All lines holding the string "patches" should be copied from the data below.

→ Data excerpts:
☆ ☆ ☆ ☆

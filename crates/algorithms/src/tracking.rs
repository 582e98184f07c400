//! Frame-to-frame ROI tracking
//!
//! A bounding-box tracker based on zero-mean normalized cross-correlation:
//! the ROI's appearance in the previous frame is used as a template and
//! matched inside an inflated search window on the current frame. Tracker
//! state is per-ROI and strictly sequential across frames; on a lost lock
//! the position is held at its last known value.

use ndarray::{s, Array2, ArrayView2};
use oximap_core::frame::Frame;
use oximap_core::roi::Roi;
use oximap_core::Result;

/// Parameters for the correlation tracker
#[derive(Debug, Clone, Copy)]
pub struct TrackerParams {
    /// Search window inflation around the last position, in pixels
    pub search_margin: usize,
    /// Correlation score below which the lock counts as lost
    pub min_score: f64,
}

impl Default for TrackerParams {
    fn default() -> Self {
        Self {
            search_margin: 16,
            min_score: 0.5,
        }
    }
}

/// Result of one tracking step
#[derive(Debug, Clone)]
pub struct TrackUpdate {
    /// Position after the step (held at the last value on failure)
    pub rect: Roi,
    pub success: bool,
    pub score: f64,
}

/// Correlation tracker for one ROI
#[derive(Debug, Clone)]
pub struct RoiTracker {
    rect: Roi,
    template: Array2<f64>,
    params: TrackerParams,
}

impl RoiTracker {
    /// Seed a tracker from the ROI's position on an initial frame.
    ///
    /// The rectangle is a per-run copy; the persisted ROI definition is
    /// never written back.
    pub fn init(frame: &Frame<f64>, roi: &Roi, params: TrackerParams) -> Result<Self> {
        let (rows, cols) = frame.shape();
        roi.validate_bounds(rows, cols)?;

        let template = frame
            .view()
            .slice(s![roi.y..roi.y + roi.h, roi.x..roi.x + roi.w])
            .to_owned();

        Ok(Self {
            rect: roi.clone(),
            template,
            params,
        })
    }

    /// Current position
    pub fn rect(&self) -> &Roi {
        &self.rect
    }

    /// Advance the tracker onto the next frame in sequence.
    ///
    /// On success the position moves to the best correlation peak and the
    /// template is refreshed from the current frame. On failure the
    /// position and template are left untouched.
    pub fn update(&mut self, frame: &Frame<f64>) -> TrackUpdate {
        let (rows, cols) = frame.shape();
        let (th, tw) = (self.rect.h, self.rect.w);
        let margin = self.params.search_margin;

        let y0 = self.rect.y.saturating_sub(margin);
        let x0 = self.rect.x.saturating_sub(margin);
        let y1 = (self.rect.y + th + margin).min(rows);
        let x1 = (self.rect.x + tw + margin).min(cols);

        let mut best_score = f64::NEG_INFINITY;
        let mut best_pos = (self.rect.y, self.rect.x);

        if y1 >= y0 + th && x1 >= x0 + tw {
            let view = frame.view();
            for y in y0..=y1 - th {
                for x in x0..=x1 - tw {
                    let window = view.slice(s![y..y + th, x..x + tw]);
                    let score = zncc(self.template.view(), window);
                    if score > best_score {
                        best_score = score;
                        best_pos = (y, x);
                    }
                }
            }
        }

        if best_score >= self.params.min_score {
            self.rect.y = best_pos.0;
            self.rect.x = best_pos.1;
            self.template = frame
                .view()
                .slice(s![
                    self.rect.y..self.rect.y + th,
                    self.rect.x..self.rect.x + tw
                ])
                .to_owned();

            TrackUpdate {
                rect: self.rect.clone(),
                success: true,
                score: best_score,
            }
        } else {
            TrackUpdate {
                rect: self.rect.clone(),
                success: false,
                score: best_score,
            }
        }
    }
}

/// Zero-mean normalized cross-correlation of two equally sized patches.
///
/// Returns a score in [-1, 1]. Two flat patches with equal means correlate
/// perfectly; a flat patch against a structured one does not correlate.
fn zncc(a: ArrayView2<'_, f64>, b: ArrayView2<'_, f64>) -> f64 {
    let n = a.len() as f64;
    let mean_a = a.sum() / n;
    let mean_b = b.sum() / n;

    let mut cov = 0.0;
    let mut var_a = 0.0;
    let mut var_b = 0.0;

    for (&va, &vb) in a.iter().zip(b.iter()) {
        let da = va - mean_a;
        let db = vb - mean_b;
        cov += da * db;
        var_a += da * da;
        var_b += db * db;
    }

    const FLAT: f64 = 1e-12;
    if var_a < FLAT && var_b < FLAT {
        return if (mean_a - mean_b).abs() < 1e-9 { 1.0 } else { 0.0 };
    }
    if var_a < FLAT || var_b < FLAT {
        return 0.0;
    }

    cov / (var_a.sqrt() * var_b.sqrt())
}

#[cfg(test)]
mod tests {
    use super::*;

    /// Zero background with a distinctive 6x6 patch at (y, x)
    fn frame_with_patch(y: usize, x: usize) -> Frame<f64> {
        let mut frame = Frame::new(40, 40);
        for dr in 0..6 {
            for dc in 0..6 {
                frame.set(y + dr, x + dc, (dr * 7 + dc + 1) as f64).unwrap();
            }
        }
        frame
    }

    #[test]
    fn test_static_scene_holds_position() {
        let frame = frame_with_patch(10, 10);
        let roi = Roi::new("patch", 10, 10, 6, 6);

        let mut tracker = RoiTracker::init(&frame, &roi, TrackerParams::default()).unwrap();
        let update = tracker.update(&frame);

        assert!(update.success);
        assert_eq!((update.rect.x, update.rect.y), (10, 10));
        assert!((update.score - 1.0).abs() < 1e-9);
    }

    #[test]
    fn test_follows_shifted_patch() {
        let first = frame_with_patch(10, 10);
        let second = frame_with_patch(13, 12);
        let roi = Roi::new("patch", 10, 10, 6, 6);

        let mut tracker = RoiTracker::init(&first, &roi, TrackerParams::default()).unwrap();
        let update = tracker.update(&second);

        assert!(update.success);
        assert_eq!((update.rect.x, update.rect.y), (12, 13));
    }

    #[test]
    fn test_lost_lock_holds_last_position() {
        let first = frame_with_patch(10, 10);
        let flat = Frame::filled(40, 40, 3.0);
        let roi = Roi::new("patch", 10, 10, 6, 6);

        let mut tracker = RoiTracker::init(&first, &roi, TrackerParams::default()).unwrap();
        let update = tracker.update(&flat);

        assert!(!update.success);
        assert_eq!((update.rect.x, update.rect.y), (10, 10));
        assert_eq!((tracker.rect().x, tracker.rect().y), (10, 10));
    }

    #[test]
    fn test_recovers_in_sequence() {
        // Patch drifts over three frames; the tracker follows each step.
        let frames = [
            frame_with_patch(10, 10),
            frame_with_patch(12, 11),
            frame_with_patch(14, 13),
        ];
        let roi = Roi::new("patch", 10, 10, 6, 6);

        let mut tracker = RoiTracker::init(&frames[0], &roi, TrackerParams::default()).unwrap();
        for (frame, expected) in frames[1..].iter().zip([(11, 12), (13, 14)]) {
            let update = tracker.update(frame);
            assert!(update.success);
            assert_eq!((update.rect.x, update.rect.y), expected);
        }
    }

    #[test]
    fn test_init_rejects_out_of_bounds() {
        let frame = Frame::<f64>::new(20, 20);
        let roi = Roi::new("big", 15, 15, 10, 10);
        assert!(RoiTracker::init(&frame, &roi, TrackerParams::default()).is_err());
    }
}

☆ ☆ ☆ ☆

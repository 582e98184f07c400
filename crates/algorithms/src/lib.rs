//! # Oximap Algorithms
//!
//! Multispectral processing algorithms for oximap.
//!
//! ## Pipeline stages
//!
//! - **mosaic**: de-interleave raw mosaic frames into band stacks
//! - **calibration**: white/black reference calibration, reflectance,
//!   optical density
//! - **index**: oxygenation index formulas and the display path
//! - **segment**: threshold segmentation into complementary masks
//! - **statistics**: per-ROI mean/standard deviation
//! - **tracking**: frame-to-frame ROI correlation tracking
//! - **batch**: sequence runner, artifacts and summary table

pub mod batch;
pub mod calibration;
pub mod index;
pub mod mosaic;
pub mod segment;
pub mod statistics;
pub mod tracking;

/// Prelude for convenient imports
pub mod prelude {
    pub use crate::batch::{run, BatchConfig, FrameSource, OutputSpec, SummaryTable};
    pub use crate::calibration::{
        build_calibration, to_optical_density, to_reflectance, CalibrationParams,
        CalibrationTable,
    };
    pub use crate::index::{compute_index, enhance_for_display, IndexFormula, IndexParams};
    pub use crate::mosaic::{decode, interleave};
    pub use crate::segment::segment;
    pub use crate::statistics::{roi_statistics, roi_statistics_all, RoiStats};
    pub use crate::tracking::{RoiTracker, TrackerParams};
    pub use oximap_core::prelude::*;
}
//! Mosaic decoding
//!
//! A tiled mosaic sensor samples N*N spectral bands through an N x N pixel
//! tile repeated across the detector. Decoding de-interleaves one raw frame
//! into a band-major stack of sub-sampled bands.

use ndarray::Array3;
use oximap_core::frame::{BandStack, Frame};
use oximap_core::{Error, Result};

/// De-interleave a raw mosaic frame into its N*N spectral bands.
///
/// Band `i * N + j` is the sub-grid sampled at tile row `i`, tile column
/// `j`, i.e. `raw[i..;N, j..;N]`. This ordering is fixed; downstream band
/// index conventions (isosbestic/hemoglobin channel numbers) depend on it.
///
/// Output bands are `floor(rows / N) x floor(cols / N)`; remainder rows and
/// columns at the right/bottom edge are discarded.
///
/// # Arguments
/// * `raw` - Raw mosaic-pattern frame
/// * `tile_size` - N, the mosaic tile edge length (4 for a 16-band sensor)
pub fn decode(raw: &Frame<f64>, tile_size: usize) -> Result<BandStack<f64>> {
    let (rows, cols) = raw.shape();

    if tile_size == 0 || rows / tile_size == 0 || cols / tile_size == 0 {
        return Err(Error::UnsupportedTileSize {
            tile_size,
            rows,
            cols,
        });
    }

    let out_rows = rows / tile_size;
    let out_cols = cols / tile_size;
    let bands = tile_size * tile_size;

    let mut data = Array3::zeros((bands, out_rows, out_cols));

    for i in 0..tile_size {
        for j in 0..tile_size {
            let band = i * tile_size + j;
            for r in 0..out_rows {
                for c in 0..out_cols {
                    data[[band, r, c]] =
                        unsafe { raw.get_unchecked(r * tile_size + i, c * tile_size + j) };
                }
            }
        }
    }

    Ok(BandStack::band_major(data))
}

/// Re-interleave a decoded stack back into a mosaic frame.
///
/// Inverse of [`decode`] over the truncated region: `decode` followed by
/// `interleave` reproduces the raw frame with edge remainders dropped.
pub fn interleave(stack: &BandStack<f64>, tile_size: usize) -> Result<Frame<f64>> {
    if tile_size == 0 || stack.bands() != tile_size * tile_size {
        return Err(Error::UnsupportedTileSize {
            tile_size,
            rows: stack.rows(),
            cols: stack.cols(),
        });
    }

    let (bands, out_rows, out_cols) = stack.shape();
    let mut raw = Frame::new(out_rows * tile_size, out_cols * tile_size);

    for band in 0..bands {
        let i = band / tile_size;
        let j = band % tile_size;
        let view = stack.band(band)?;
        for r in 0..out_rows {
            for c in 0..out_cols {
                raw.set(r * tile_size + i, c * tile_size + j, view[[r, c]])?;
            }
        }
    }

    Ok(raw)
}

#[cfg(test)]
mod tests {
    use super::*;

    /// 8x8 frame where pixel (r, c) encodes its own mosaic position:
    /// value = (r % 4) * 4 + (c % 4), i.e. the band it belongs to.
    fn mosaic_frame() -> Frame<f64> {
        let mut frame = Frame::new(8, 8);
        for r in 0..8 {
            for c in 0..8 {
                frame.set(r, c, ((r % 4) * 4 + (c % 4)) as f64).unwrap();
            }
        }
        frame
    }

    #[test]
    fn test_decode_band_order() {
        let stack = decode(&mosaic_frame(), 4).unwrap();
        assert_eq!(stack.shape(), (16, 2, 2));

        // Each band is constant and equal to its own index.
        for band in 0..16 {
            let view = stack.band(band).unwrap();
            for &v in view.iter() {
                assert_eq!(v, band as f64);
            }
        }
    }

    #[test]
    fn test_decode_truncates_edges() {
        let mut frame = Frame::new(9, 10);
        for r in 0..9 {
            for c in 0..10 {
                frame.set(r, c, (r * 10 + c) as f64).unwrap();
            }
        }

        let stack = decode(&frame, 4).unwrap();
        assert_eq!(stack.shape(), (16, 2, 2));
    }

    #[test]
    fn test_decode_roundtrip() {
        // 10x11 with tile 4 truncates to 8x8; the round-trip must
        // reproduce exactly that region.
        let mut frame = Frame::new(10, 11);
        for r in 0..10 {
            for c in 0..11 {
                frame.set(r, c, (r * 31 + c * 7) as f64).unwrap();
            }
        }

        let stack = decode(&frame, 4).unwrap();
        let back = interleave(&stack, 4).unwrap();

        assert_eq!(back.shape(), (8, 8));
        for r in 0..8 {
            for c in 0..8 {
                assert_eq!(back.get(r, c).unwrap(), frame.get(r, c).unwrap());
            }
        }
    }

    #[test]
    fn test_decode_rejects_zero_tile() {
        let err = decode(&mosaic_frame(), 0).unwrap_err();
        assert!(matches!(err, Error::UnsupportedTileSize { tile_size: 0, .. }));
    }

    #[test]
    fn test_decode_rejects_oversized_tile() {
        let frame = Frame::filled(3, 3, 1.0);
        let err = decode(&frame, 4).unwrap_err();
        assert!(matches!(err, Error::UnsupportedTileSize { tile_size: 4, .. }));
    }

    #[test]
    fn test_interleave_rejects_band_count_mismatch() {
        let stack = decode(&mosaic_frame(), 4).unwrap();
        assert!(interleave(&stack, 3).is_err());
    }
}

☆ ☆ ☆ ☆

→ RESULT OF THE EXERCISE:
/// Zero-mean normalized cross-correlation of two equally sized patches.
/// Returns a score in [-1, 1]. Two flat patches with equal means correlate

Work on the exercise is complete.